▶ _TASK STATEMENT_
With the records below as your source, retype each line exactly from the top down to the line that contains "#[derive(Parser)]", and include that line.

[Stored data entries]
[Start of section]
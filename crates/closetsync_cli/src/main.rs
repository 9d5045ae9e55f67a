//! closetsync CLI
//!
//! Command-line tools for inspecting and driving a closetsync store.
//!
//! # Commands
//!
//! - `status` - Show the signed-in user, queue size and last sync time
//! - `queue` - Dump queued operations
//! - `enqueue` - Queue a raw operation for the signed-in user
//! - `login` - Seed a profile snapshot for a user
//! - `sync` - Run one drain-then-merge cycle against a server

mod commands;

use clap::{Parser, Subcommand};
use std::path::PathBuf;
use std::time::Duration;
use tracing_subscriber::EnvFilter;

/// closetsync command-line tools.
#[derive(Parser)]
#[command(name = "closetsync")]
#[command(author, version, about, long_about = None)]
struct Cli {
    /// Path to the store directory
    #[arg(global = true, short, long)]
    store: Option<PathBuf>,

    /// Enable verbose output
    #[arg(global = true, short, long)]
    verbose: bool,

    #[command(subcommand)]
    command: Commands,
}

#[derive(Subcommand)]
enum Commands {
    /// Show the signed-in user, queue size and last sync time
    Status {
        /// Output format (text, json)
        #[arg(short, long, default_value = "text")]
        format: String,
    },

    /// Dump queued operations
    Queue {
        /// Output format (text, json)
        #[arg(short, long, default_value = "text")]
        format: String,
    },

    /// Queue a raw operation for the signed-in user
    Enqueue {
        /// Operation kind (e.g. ADD_LIKED_ITEM)
        #[arg(short, long)]
        kind: String,

        /// JSON payload
        #[arg(short, long)]
        payload: String,
    },

    /// Seed a profile snapshot for a user
    Login {
        /// User id
        #[arg(short, long)]
        user: String,
    },

    /// Run one sync cycle against a server
    Sync {
        /// Server base URL
        #[arg(short, long)]
        base_url: String,

        /// Per-request timeout in milliseconds
        #[arg(short, long, default_value = "10000")]
        timeout_ms: u64,

        /// API key sent as X-API-Key
        #[arg(long)]
        api_key: Option<String>,
    },

    /// Show version information
    Version,
}

fn main() -> Result<(), Box<dyn std::error::Error>> {
    let cli = Cli::parse();

    // Initialize logging
    let filter = if cli.verbose {
        EnvFilter::new("debug")
    } else {
        EnvFilter::new("info")
    };
    tracing_subscriber::fmt().with_env_filter(filter).init();

    match cli.command {
        Commands::Status { format } => {
            let path = cli.store.ok_or("Store path required for status")?;
            commands::status::run(&path, &format)?;
        }
        Commands::Queue { format } => {
            let path = cli.store.ok_or("Store path required for queue")?;
            commands::queue::run(&path, &format)?;
        }
        Commands::Enqueue { kind, payload } => {
            let path = cli.store.ok_or("Store path required for enqueue")?;
            commands::enqueue::run(&path, &kind, &payload)?;
        }
        Commands::Login { user } => {
            let path = cli.store.ok_or("Store path required for login")?;
            commands::login::run(&path, &user)?;
        }
        Commands::Sync {
            base_url,
            timeout_ms,
            api_key,
        } => {
            let path = cli.store.ok_or("Store path required for sync")?;
            commands::sync::run(
                &path,
                &base_url,
                Duration::from_millis(timeout_ms),
                api_key.as_deref(),
            )?;
        }
        Commands::Version => {
            println!("closetsync CLI v{}", env!("CARGO_PKG_VERSION"));
        }
    }

    Ok(())
}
[End of section]
▶ _WRITTEN REPLY_
filename crates/closetsync_cli/src/main.rs
repository 9d5045ae9e55f67a
//! closetsync CLI
//!
//! Command-line tools for inspecting and driving a closetsync store.
//!
//! # Commands
//!
//! - `status` - Show the signed-in user, queue size and last sync time
//! - `queue` - Dump queued operations
//! - `enqueue` - Queue a raw operation for the signed-in user
//! - `login` - Seed a profile snapshot for a user
//! - `sync` - Run one drain-then-merge cycle against a server

mod commands;

use clap::{Parser, Subcommand};
use std::path::PathBuf;
use std::time::Duration;
use tracing_subscriber::EnvFilter;

/// closetsync command-line tools.
#[derive(Parser)]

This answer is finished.